Les ressources en eau menacées par la fonte des glaciers
Climat
La fonte des glaciers aura des conséquences sur la quantité d’eau douce disponible dans les fleuves. Une étude parue ce jour décrit ces changements sur les 100 prochaines années et met en évidence les zones sensibles

A cause du réchauffement climatique, les glaciers fondent à une vitesse exceptionnelle. Un retrait dont l’une des conséquences pour les activités humaines se fera au niveau de la disponibilité d’eau douce dans les vallées. En effet, les quelque 200 000 glaciers du globe sont d’une importance primordiale pour le cycle de l’eau. Stockant à ce jour plus de 95% des réserves d’eau douce à la surface de la terre, ils la redistribuent ensuite en été, période de sécheresse naturelle. La dépendance des individus face à la ressource en eau offerte par les glaces est sans équivoque, mais cet équilibre est sur le point d’être rompu.

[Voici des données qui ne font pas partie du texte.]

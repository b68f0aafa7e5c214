//! Durable, priority-ordered, correlation-aware pub/sub bus (§4.3).
//!
//! `MessageBus` persists every message to a single SQLite file (or
//! `":memory:"` for tests) and fans new publishes out to every live
//! subscriber via an in-process `tokio::sync::broadcast` channel per queue.

mod bus;
mod error;

pub use bus::{BusStats, MessageBus};
pub use error::{BusError, Result};

/// Queue names recognized by the core (§6), re-exported for convenience.
pub use trinity_types::queues;

#[cfg(test)]
mod tests {
    use super::*;
    use futures::StreamExt;
    use serde_json::json;
    use std::path::Path;
    use std::sync::Arc;
    use std::time::Duration;

    #[tokio::test]
    async fn publish_then_subscribe_drains_pending_in_priority_order() {
        let bus = Arc::new(MessageBus::open(Path::new(":memory:")).unwrap());
        bus.publish("q", json!({"n": "a"}), 1, None).await.unwrap();
        bus.publish("q", json!({"n": "b"}), 5, None).await.unwrap();
        bus.publish("q", json!({"n": "c"}), 1, None).await.unwrap();

        let mut stream = bus.subscribe("q", 1);
        let first = stream.next().await.unwrap();
        let second = stream.next().await.unwrap();
        let third = stream.next().await.unwrap();

        assert_eq!(first.payload["n"], "b");
        assert_eq!(second.payload["n"], "a");
        assert_eq!(third.payload["n"], "c");
    }

    #[tokio::test]
    async fn ack_is_idempotent_and_prevents_redelivery() {
        let bus = Arc::new(MessageBus::open(Path::new(":memory:")).unwrap());
        let id = bus.publish("q", json!({"n": 1}), 0, None).await.unwrap();
        bus.ack(id).await.unwrap();
        bus.ack(id).await.unwrap();
        assert_eq!(bus.pending_count("q").await.unwrap(), 0);
    }

    #[tokio::test]
    async fn ack_unknown_id_is_noop() {
        let bus = Arc::new(MessageBus::open(Path::new(":memory:")).unwrap());
        bus.ack(999).await.unwrap();
    }

    #[tokio::test]
    async fn new_publishes_fan_out_to_every_live_subscriber() {
        let bus = Arc::new(MessageBus::open(Path::new(":memory:")).unwrap());
        let mut sub1 = bus.subscribe("q", 1);
        let mut sub2 = bus.subscribe("q", 1);

        bus.publish("q", json!({"n": 1}), 0, None).await.unwrap();

        let m1 = tokio::time::timeout(Duration::from_secs(1), sub1.next())
            .await
            .unwrap()
            .unwrap();
        let m2 = tokio::time::timeout(Duration::from_secs(1), sub2.next())
            .await
            .unwrap()
            .unwrap();
        assert_eq!(m1.payload, m2.payload);
    }

    #[tokio::test]
    async fn by_correlation_spans_multiple_queues_ordered_by_created_at() {
        let bus = Arc::new(MessageBus::open(Path::new(":memory:")).unwrap());
        bus.publish("telemetry_stream", json!({"step": 1}), 0, Some("corr-1".into()))
            .await
            .unwrap();
        bus.publish("execution_queue", json!({"step": 2}), 0, Some("corr-1".into()))
            .await
            .unwrap();
        bus.publish("execution_queue", json!({"step": 3}), 0, Some("other".into()))
            .await
            .unwrap();

        let messages = bus.by_correlation("corr-1").await.unwrap();
        assert_eq!(messages.len(), 2);
        assert_eq!(messages[0].payload["step"], 1);
        assert_eq!(messages[1].payload["step"], 2);
    }

    #[tokio::test]
    async fn publish_rejects_non_object_payload() {
        let bus = MessageBus::open(Path::new(":memory:")).unwrap();
        let err = bus.publish("q", json!("not-an-object"), 0, None).await;
        assert!(matches!(err, Err(BusError::Validation(_))));
    }

    #[tokio::test]
    async fn stats_reports_totals_by_status_and_queue() {
        let bus = Arc::new(MessageBus::open(Path::new(":memory:")).unwrap());
        let id = bus.publish("q1", json!({}), 0, None).await.unwrap();
        bus.publish("q2", json!({}), 0, None).await.unwrap();
        bus.ack(id).await.unwrap();

        let stats = bus.stats().await.unwrap();
        assert_eq!(stats.total_messages, 2);
        assert_eq!(stats.by_status.get("processed"), Some(&1));
        assert_eq!(stats.by_status.get("pending"), Some(&1));
        assert_eq!(stats.by_queue.get("q1"), Some(&1));
    }

    #[tokio::test]
    async fn cross_restart_durability_survives_reopen() {
        let dir = tempfile::tempdir().unwrap();
        let db_path = dir.path().join("bus.sqlite");

        {
            let bus = MessageBus::open(&db_path).unwrap();
            bus.publish("q", json!({"n": "a"}), 1, None).await.unwrap();
            let keep_pending = bus.publish("q", json!({"n": "b"}), 5, None).await.unwrap();
            bus.ack(keep_pending).await.unwrap();
        }

        let reopened = Arc::new(MessageBus::open(&db_path).unwrap());
        let mut stream = reopened.subscribe("q", 1);
        let only = tokio::time::timeout(Duration::from_secs(1), stream.next())
            .await
            .unwrap()
            .unwrap();
        assert_eq!(only.payload["n"], "a");
        assert_eq!(reopened.pending_count("q").await.unwrap(), 1);
    }
}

Afin de comprendre l’influence du retrait glaciaire sur les grands fleuves, une équipe internationale de scientifiques parmi lesquels des suisses de l’EPFZ (Ecole polytechnique fédérale de Zurich), a modélisé l’évolution de tous les glaciers du globe jusqu’en 2100. Mais surtout, ils ont démontré comment ce retrait influencera le régime hydrologique des grands bassins-versants du monde. Parue le 22 janvier dans la revue scientifique Nature Climate Change, leur étude offre une vision globale du phénomène et permet d’identifier les zones sensibles.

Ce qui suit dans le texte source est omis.